Remember this project? The one with a vague premise, having something to do with concentration, which you supported way back in May of 2012? It has been so long since the director has provided you with an update on its development that perhaps you’ve given up on it, or thought about it on occasion but only with a sense of bewilderment as to the lack of anything tangible resulting from your donation. As you read this very sentence now, you may be wondering why so much time has passed since the campaign was originally funded in May of 2012 and where the money has gone to and what you are ever going to be able to see. Has the director been jailed? Is he in a coma due to an unfortunate accident that has left this project in the hands of some family member or caretaker who does not have the will or desire to complete it, much less carry out the process of creating personalized, specialty gifts to send off to it’s funders? 

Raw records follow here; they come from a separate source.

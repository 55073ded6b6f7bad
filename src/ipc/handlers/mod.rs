pub mod attendance;
pub mod backup_exchange;
pub mod core;
pub mod grades;
pub mod notifications;
pub mod progress;
pub mod sections;
pub mod setup;
pub mod students;
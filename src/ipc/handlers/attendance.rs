use crate::attendance::{self, AttendanceRecord, Scope, Status};
use crate::ipc::helpers::{
    db_err, get_optional_str, get_required_str, with_store, HandlerErr, StoreHandler,
};
use crate::ipc::types::{AppState, Request};
use crate::store::StoreCtx;
use serde_json::{json, Value};

fn require_student(ctx: &StoreCtx<'_>, student_id: &str) -> Result<(), HandlerErr> {
    let known = ctx
        .student_known(student_id)
        .map_err(db_err("db_query_failed"))?;
    if !known {
        return Err(HandlerErr::not_found("student not found"));
    }
    Ok(())
}

fn parse_date(params: &Value) -> Result<String, HandlerErr> {
    let date = get_required_str(params, "date")?;
    let date = date.trim();
    if !attendance::is_iso_date(date) {
        return Err(HandlerErr::bad_params("date must be YYYY-MM-DD"));
    }
    Ok(date.to_string())
}

fn parse_scope(params: &Value) -> Result<Scope, HandlerErr> {
    match get_optional_str(params, "month")? {
        None => Ok(Scope::AllTime),
        Some(m) => Scope::parse_month(&m)
            .ok_or_else(|| HandlerErr::bad_params("month must be YYYY-MM")),
    }
}

fn status_json(status: Option<Status>) -> Value {
    status.map(|s| json!(s.as_str())).unwrap_or(Value::Null)
}

fn record_json(record: &AttendanceRecord, scope: Scope) -> Value {
    let mut out = serde_json::Map::new();
    for (date, status) in record {
        if scope.contains(date) {
            out.insert(date.clone(), json!(status.as_str()));
        }
    }
    Value::Object(out)
}

fn attendance_get(ctx: &StoreCtx<'_>, params: &Value) -> Result<Value, HandlerErr> {
    let student_id = get_required_str(params, "studentId")?;
    let scope = parse_scope(params)?;
    require_student(ctx, &student_id)?;
    let record = ctx
        .attendance_get(&student_id)
        .map_err(db_err("db_query_failed"))?;
    Ok(json!({ "studentId": student_id, "record": record_json(&record, scope) }))
}

fn attendance_set(ctx: &StoreCtx<'_>, params: &Value) -> Result<Value, HandlerErr> {
    let student_id = get_required_str(params, "studentId")?;
    let date = parse_date(params)?;
    let status = match get_optional_str(params, "status")? {
        None => None,
        Some(s) if s.trim().is_empty() => None,
        Some(s) => Some(
            Status::parse(s.trim())
                .ok_or_else(|| HandlerErr::bad_params("status must be Present, Absent or Late"))?,
        ),
    };
    require_student(ctx, &student_id)?;
    ctx.attendance_set(&student_id, &date, status)
        .map_err(db_err("db_update_failed"))?;
    Ok(json!({ "date": date, "status": status_json(status) }))
}

fn attendance_cycle(ctx: &StoreCtx<'_>, params: &Value) -> Result<Value, HandlerErr> {
    let student_id = get_required_str(params, "studentId")?;
    let date = parse_date(params)?;
    require_student(ctx, &student_id)?;
    let record = ctx
        .attendance_get(&student_id)
        .map_err(db_err("db_query_failed"))?;
    let next = Status::cycle(record.get(&date).copied());
    ctx.attendance_set(&student_id, &date, next)
        .map_err(db_err("db_update_failed"))?;
    Ok(json!({ "date": date, "status": status_json(next) }))
}

fn attendance_summary(ctx: &StoreCtx<'_>, params: &Value) -> Result<Value, HandlerErr> {
    let student_id = get_required_str(params, "studentId")?;
    let scope = parse_scope(params)?;
    require_student(ctx, &student_id)?;
    let record = ctx
        .attendance_get(&student_id)
        .map_err(db_err("db_query_failed"))?;

    let summary = attendance::aggregate(&record, scope);
    let mut out = json!(summary);
    if let Scope::Month { year, month } = scope {
        let layout = attendance::month_layout(year, month)
            .ok_or_else(|| HandlerErr::bad_params("month out of range"))?;
        let days: Vec<Value> = attendance::month_dates(year, month)
            .into_iter()
            .enumerate()
            .map(|(i, date)| {
                let status = record.get(&date).copied();
                json!({ "day": i + 1, "date": date, "status": status_json(status) })
            })
            .collect();
        out["layout"] = json!(layout);
        out["days"] = json!(days);
    }
    Ok(out)
}

pub fn try_handle(state: &mut AppState, req: &Request) -> Option<serde_json::Value> {
    let run: StoreHandler = match req.method.as_str() {
        "attendance.get" => attendance_get,
        "attendance.set" => attendance_set,
        "attendance.cycle" => attendance_cycle,
        "attendance.summary" => attendance_summary,
        _ => return None,
    };
    Some(with_store(state, req, run))
}
use crate::ipc::helpers::{db_err, with_store, HandlerErr, StoreHandler};
use crate::ipc::types::{AppState, Request};
use crate::store::StoreCtx;
use serde_json::{json, Value};

fn notifications_list(ctx: &StoreCtx<'_>, _params: &Value) -> Result<Value, HandlerErr> {
    let list = ctx
        .notifications_list()
        .map_err(db_err("db_query_failed"))?;
    Ok(json!({ "notifications": list }))
}

fn notifications_clear(ctx: &StoreCtx<'_>, _params: &Value) -> Result<Value, HandlerErr> {
    let removed = ctx
        .notifications_clear()
        .map_err(db_err("db_delete_failed"))?;
    Ok(json!({ "ok": true, "removed": removed }))
}

pub fn try_handle(state: &mut AppState, req: &Request) -> Option<serde_json::Value> {
    let run: StoreHandler = match req.method.as_str() {
        "notifications.list" => notifications_list,
        "notifications.clear" => notifications_clear,
        _ => return None,
    };
    Some(with_store(state, req, run))
}
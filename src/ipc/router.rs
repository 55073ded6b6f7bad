use super::handlers;
use super::types::{AppState, Request};
use crate::ipc::error::err;

pub fn handle_request(state: &mut AppState, req: Request) -> serde_json::Value {
    tracing::debug!(id = %req.id, method = %req.method, "request");

    if let Some(resp) = handlers::core::try_handle(state, &req) {
        return resp;
    }
    if let Some(resp) = handlers::sections::try_handle(state, &req) {
        return resp;
    }
    if let Some(resp) = handlers::students::try_handle(state, &req) {
        return resp;
    }
    if let Some(resp) = handlers::attendance::try_handle(state, &req) {
        return resp;
    }
    if let Some(resp) = handlers::grades::try_handle(state, &req) {
        return resp;
    }
    if let Some(resp) = handlers::progress::try_handle(state, &req) {
        return resp;
    }
    if let Some(resp) = handlers::notifications::try_handle(state, &req) {
        return resp;
    }
    if let Some(resp) = handlers::setup::try_handle(state, &req) {
        return resp;
    }
    if let Some(resp) = handlers::backup_exchange::try_handle(state, &req) {
        return resp;
    }

    tracing::warn!(method = %req.method, "unknown method");
    err(
        &req.id,
        "not_implemented",
        format!("unknown method: {}", req.method),
        None,
    )
}
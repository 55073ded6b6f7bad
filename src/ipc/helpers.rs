pub use crate::ipc::error::HandlerErr;
use crate::ipc::error::ok;
use crate::ipc::types::{AppState, Request};
use crate::store::StoreCtx;
use serde_json::Value;

/// Map a store failure onto an error code, e.g. `.map_err(db_err("db_query_failed"))`.
pub fn db_err(code: &'static str) -> impl FnOnce(anyhow::Error) -> HandlerErr {
    move |e| HandlerErr::new(code, format!("{e:#}"))
}

pub fn get_required_str(params: &Value, key: &str) -> Result<String, HandlerErr> {
    params
        .get(key)
        .and_then(|v| v.as_str())
        .map(|s| s.to_string())
        .ok_or_else(|| HandlerErr::bad_params(format!("missing {}", key)))
}

/// Required, trimmed and non-empty.
pub fn get_required_text(params: &Value, key: &str) -> Result<String, HandlerErr> {
    let raw = get_required_str(params, key)?;
    let t = raw.trim();
    if t.is_empty() {
        return Err(HandlerErr::bad_params(format!("{} must not be empty", key)));
    }
    Ok(t.to_string())
}

pub fn get_optional_str(params: &Value, key: &str) -> Result<Option<String>, HandlerErr> {
    match params.get(key) {
        None => Ok(None),
        Some(v) if v.is_null() => Ok(None),
        Some(v) => v
            .as_str()
            .map(|s| Some(s.to_string()))
            .ok_or_else(|| HandlerErr::bad_params(format!("{} must be string or null", key))),
    }
}

pub fn respond(id: &str, result: Result<Value, HandlerErr>) -> Value {
    match result {
        Ok(v) => ok(id, v),
        Err(e) => {
            tracing::warn!(id, code = e.code, message = %e.message, "request failed");
            e.response(id)
        }
    }
}

pub type StoreHandler = fn(&StoreCtx<'_>, &Value) -> Result<Value, HandlerErr>;

/// Run a handler against the open workspace under the current session.
pub fn with_store(state: &AppState, req: &Request, run: StoreHandler) -> Value {
    let Some(conn) = state.db.as_ref() else {
        return respond(
            &req.id,
            Err(HandlerErr::new("no_workspace", "select a workspace first")),
        );
    };
    let ctx = StoreCtx::new(conn, &state.session);
    respond(&req.id, run(&ctx, &req.params))
}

No! If such a thing were true, I would not be able to inform you that the film originally called "The Serpent Fire" is almost finished and will screen at the Tower Theater in Salt Lake City later this year. This will be the first release of a strong draft, with a running time around 100 minutes. I will send a formal invite as soon as the date and time have been decided.

I am overjoyed by the shape this film has taken, slowly but surely over the course of the last three years, into a rich narrative about the mind's potential. There will be roughly 30 interviews of people engaged in various applications of focus, as well as street interviews with strangers. Everyone has contributed insight to this complex topic, whether or not they decided to speak on camera.

I am sorry it has taken so long for me to update you. Please understand that this film has required me to develop a strong mind, one capable of rewiring the brain, and I assure you this takes time. I had some questions that needed answering, questions about the nature of mind, and the information presented itself when I was ready for it. As much as other people provided clues, ultimately those answers needed to be sought out within myself. 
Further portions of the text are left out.